- Flag Seal

= Islam in American Samoa =

American Samoa map

American Samoa is an unincorporated territory of the United States, located South East of Samoa and consisting of seven main islands. American Samoa is a predominantly Christian nation, identifying as a region founded by God, however, has become more religiously diverse since the mid-20th century. The religion of Islam was first brought to American Samoa in the mid-1980s by Muslim expatriate workers from government programs. The region received their first native convert in 1985, although Muslim adherents still remain a minority in American Samoan society today. While the population is small, the spread of Islam has been a significant part of the Island’s history.

Claiming that as result of increased terrorist activities globally in the early 2000s, specifically the Bali bombing, the government imposed a strict ban on residents of 23 nations from entering their territory without explicit permission from the island’s attorney general’s office.
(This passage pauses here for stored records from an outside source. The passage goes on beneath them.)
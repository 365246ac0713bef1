//! `ConfigManager` (component L): reads and writes `config.toml` under the
//! user's config directory, holding per-environment URL overrides and
//! secret pointers. Mirrors the teacher's atomic-write-then-rename pattern
//! for every mutation.

use crate::constants::CONFIG_FILENAME;
use crate::error::Error;
use crate::fs::{FileSystem, OsFileSystem};
use std::collections::HashMap;
use std::path::{Path, PathBuf};

use super::models::{EnvironmentConfig, GlobalConfig, StoredSecret};

pub struct ConfigManager<F: FileSystem> {
    fs: F,
    config_dir: PathBuf,
}

impl ConfigManager<OsFileSystem> {
    /// # Errors
    /// Returns an error if the home directory cannot be determined.
    pub fn new() -> Result<Self, Error> {
        let config_dir = get_config_dir()?;
        Ok(Self {
            fs: OsFileSystem,
            config_dir,
        })
    }
}

impl<F: FileSystem> ConfigManager<F> {
    pub const fn with_fs(fs: F, config_dir: PathBuf) -> Self {
        Self { fs, config_dir }
    }

    #[must_use]
    pub fn config_dir(&self) -> &Path {
        &self.config_dir
    }

    /// # Errors
    /// Returns an error if `config.toml` exists but fails to parse.
    pub fn load_global_config(&self) -> Result<GlobalConfig, Error> {
        let config_path = self.config_dir.join(CONFIG_FILENAME);
        if self.fs.exists(&config_path) {
            let content = self.fs.read_to_string(&config_path).map_err(Error::Io)?;
            toml::from_str(&content).map_err(|e| Error::config(format!("invalid config.toml: {e}")))
        } else {
            Ok(GlobalConfig::default())
        }
    }

    /// # Errors
    /// Returns an error if the config directory cannot be created, the
    /// config cannot be serialized, or the write fails.
    pub fn save_global_config(&self, config: &GlobalConfig) -> Result<(), Error> {
        let config_path = self.config_dir.join(CONFIG_FILENAME);
        self.fs.create_dir_all(&self.config_dir).map_err(Error::Io)?;
        let content = toml::to_string_pretty(config)
            .map_err(|e| Error::config(format!("failed to serialize config: {e}")))?;
        crate::atomic::atomic_write_sync(&config_path, content.as_bytes()).map_err(Error::Io)?;
        Ok(())
    }

    /// Sets the base URL override for `collection_name` under `environment`.
    ///
    /// # Errors
    /// Propagates load/save failures.
    pub fn set_url(&self, collection_name: &str, environment: &str, url: &str) -> Result<(), Error> {
        let mut config = self.load_global_config()?;
        let env_config = config
            .environments
            .entry(environment.to_string())
            .or_insert_with(EnvironmentConfig::default);
        env_config
            .base_url_overrides
            .insert(collection_name.to_string(), url.to_string());
        self.save_global_config(&config)
    }

    /// Gets the base URL override for `collection_name` under `environment`,
    /// if one has been set.
    ///
    /// # Errors
    /// Propagates a load failure.
    pub fn get_url(&self, collection_name: &str, environment: &str) -> Result<Option<String>, Error> {
        let config = self.load_global_config()?;
        Ok(config
            .environments
            .get(environment)
            .and_then(|e| e.base_url_overrides.get(collection_name))
            .cloned())
    }

    /// Lists all configured URL overrides, keyed by environment name.
    ///
    /// # Errors
    /// Propagates a load failure.
    pub fn list_urls(&self) -> Result<HashMap<String, HashMap<String, String>>, Error> {
        let config = self.load_global_config()?;
        Ok(config
            .environments
            .into_iter()
            .map(|(env, cfg)| (env, cfg.base_url_overrides))
            .collect())
    }

    /// Records a pointer to a secret (never the value itself) for
    /// `collection_name` under `environment`.
    ///
    /// # Errors
    /// Propagates load/save failures.
    pub fn set_secret(
        &self,
        collection_name: &str,
        environment: &str,
        key: &str,
        secret: StoredSecret,
    ) -> Result<(), Error> {
        let mut config = self.load_global_config()?;
        let env_config = config
            .environments
            .entry(environment.to_string())
            .or_insert_with(EnvironmentConfig::default);
        env_config
            .secrets
            .insert(format!("{collection_name}::{key}"), secret);
        self.save_global_config(&config)
    }

    /// Resolves every stored secret's current value for `environment`,
    /// used to seed `logging::SecretContext` before a run.
    ///
    /// # Errors
    /// Propagates a load failure.
    pub fn resolve_secrets(&self, environment: &str) -> Result<Vec<String>, Error> {
        let config = self.load_global_config()?;
        Ok(config
            .environments
            .get(environment)
            .map(|e| e.secrets.values().filter_map(StoredSecret::resolve).collect())
            .unwrap_or_default())
    }
}

/// Resolves the config directory: `$RUNNER_CONFIG_DIR` if set, else the
/// platform config directory joined with `runner`.
///
/// # Errors
/// Returns an error if neither is resolvable (no home directory).
pub fn get_config_dir() -> Result<PathBuf, Error> {
    if let Ok(dir) = std::env::var(crate::constants::ENV_RUNNER_CONFIG_DIR) {
        return Ok(PathBuf::from(dir));
    }
    dirs::config_dir()
        .map(|d| d.join("runner"))
        .ok_or_else(|| Error::config("could not determine a config directory (no home directory found)"))
}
Most of the countries banned were either located in the Middle East and identified as Muslim nations, or were home to a large number of Muslim adherents. The ban has received opposition from human rights groups along with those on the list as well as neighboring islands, mainly over issues of religious freedom.

The religion still influences life in American Samoa, with the establishment of public education and health groups as well as a range of community activities by native converts and Muslim organizations with the aim of teaching the natives about Islam.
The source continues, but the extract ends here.